▶

//! Integration tests for the configuration store.
//!
//! These tests exercise the public API end-to-end against a temporary
//! directory: path derivation from `component!`, auto-generation, explicit
//! saves, corrupt-file fallback, and storing `LoggerSettings` itself.

use std::path::{Path, PathBuf};
use std::sync::{Arc, Mutex};

use panel_common::{
    ConfigurationProvider, LocalConfiguration, LogChannel, LogEventBus, LogLevel, LoggerSettings,
};
use uuid::Uuid;

mod motd {
    use panel_common::component;
    use serde::{Deserialize, Serialize};

    #[derive(Debug, Default, Clone, PartialEq, Serialize, Deserialize)]
    #[serde(rename_all = "PascalCase")]
    pub struct MotdSettings {
        pub name: String,
        pub count: i32,
    }
    component!(MotdSettings);
}

use motd::MotdSettings;

fn temp_root() -> PathBuf {
    std::env::temp_dir().join(format!("panel_common_it_config_{}", Uuid::new_v4()))
}

fn quiet(root: &Path) -> LoggerSettings {
    LoggerSettings {
        console: false,
        ..LoggerSettings::default().with_base_dir(root)
    }
}

// ── Tests ─────────────────────────────────────────────────────────────────────

#[test]
fn test_backing_path_uses_declaring_crate_and_module() {
    let root = temp_root();
    let store = LocalConfiguration::<MotdSettings>::builder()
        .name("S")
        .base_dir(&root)
        .logger_settings(quiet(&root))
        .build();

    assert_eq!(
        store.path(),
        root.join("Components/configuration_integration/Configurations/motd/S.json")
    );

    std::fs::remove_dir_all(&root).ok();
}

#[test]
fn test_generate_save_corrupt_lifecycle() {
    // Arrange
    let root = temp_root();
    let bus = Arc::new(LogEventBus::new());
    let exceptions = Arc::new(Mutex::new(0usize));
    {
        let exceptions = Arc::clone(&exceptions);
        bus.subscribe_exceptions(move |_| *exceptions.lock().expect("lock poisoned") += 1);
    }
    let logger = LogChannel::builder("LocalConfiguration")
        .settings(quiet(&root))
        .event_bus(bus)
        .try_build()
        .expect("channel");
    let store = LocalConfiguration::<MotdSettings>::builder()
        .name("S")
        .base_dir(&root)
        .logger(logger)
        .build();

    // Act 1: first read generates the file
    let generated = store.get_configuration();

    // Assert 1
    assert_eq!(generated, MotdSettings::default());
    assert!(store.path().is_file());

    // Act 2: explicit save
    let wanted = MotdSettings {
        name: "hello".to_string(),
        count: 7,
    };
    assert!(store.set_configuration(&wanted));

    // Assert 2
    assert_eq!(store.get_configuration(), wanted);

    // Act 3: corrupt the file
    std::fs::write(store.path(), "not-json").unwrap();
    let fallback = store.get_configuration();

    // Assert 3
    assert_eq!(fallback, MotdSettings::default());
    assert_eq!(std::fs::read_to_string(store.path()).unwrap(), "not-json");
    assert_eq!(*exceptions.lock().unwrap(), 1);

    std::fs::remove_dir_all(&root).ok();
}

#[test]
fn test_store_logs_through_its_own_channel_under_base_dir() {
    // Arrange
    let root = temp_root();
    let store = LocalConfiguration::<MotdSettings>::builder()
        .base_dir(&root)
        .logger_settings(quiet(&root))
        .build();

    // Act
    store.get_configuration();

    // Assert: the store's channel writes inside the same root
    let log_dir = store.logger().log_directory().to_path_buf();
    assert_eq!(
        log_dir,
        root.join("Components/panel_common/Logs/configuration/LocalConfiguration")
    );
    let current = store
        .logger()
        .current_log_file()
        .expect("list")
        .expect("log file");
    let contents = std::fs::read_to_string(current.path).unwrap();
    assert!(contents.contains("Generating default config"), "got: {contents}");
    assert!(contents.contains("Saved new Configuration: MotdSettings.json"), "got: {contents}");

    std::fs::remove_dir_all(&root).ok();
}

#[test]
fn test_logger_settings_can_be_persisted_as_configuration() {
    // Arrange
    let root = temp_root();
    let store = LocalConfiguration::<LoggerSettings>::builder()
        .base_dir(&root)
        .logger_settings(quiet(&root))
        .build();
    let wanted = LoggerSettings::default().with_minimum_level(LogLevel::Warning);

    // Act
    assert!(store.set_configuration(&wanted));
    let loaded = store.get_configuration();

    // Assert
    assert_eq!(loaded.minimum_level, LogLevel::Warning);
    assert_eq!(
        store.path(),
        root.join("Components/panel_common/Configurations/logging.settings/LoggerSettings.json")
    );

    std::fs::remove_dir_all(&root).ok();
}
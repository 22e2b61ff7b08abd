//! # panel-common
//!
//! Shared utilities for plugins hosted inside a game-server control panel.
//!
//! The crate bundles two independent components:
//!
//! - **`configuration`** – A typed JSON-file store.  Each configuration value
//!   of type `T` lives at a deterministic path derived from the crate and
//!   module that declare `T`:
//!   `./Components/{crate}/Configurations/{module}/{Name}.json`.  Missing
//!   files are generated from `T::default()`; unreadable files fall back to
//!   the default without touching the disk.
//!
//! - **`logging`** – A per-component logger.  Every [`LogChannel`] writes to
//!   the console and to a daily-rolled file under
//!   `./Components/{crate}/Logs/{module}/{App}/{App}.log`, then fans the
//!   record out to the subscribers registered on a [`LogEventBus`].
//!
//! Both components identify the carrier type through a [`TypeDescriptor`]
//! rather than runtime reflection.  The [`component!`] macro derives one from
//! the call site:
//!
//! ```rust
//! use panel_common::{component, Component};
//!
//! #[derive(Default)]
//! pub struct ServerSettings {
//!     pub motd: String,
//! }
//! component!(ServerSettings);
//!
//! let descriptor = ServerSettings::descriptor();
//! assert_eq!(descriptor.short_name(), "ServerSettings");
//! ```

pub mod configuration;
pub mod domain;
pub mod logging;

pub use configuration::{ConfigurationBuilder, ConfigurationProvider, LocalConfiguration};
pub use domain::descriptor::{Component, TypeDescriptor};
pub use domain::level::{LogLevel, ParseLogLevelError};
pub use logging::bus::{ExceptionRecord, LogEventBus, LogRecord, SubscriptionId};
pub use logging::channel::{LogChannel, LogChannelBuilder};
pub use logging::files::LogFile;
pub use logging::settings::{LoggerSettings, LOG_PATH_ENV};
pub use logging::LogError;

◀

WHAT YOU NEED TO DO -
Set down exactly the lines above that run from the start of the listing to the line with "use uuid::Uuid;". Leave out every later line.

ANSWER FOR THIS EXERCISE -
//! Integration tests for the configuration store.
//!
//! These tests exercise the public API end-to-end against a temporary
//! directory: path derivation from `component!`, auto-generation, explicit
//! saves, corrupt-file fallback, and storing `LoggerSettings` itself.

use std::path::{Path, PathBuf};
use std::sync::{Arc, Mutex};

use panel_common::{
    ConfigurationProvider, LocalConfiguration, LogChannel, LogEventBus, LogLevel, LoggerSettings,
};
use uuid::Uuid;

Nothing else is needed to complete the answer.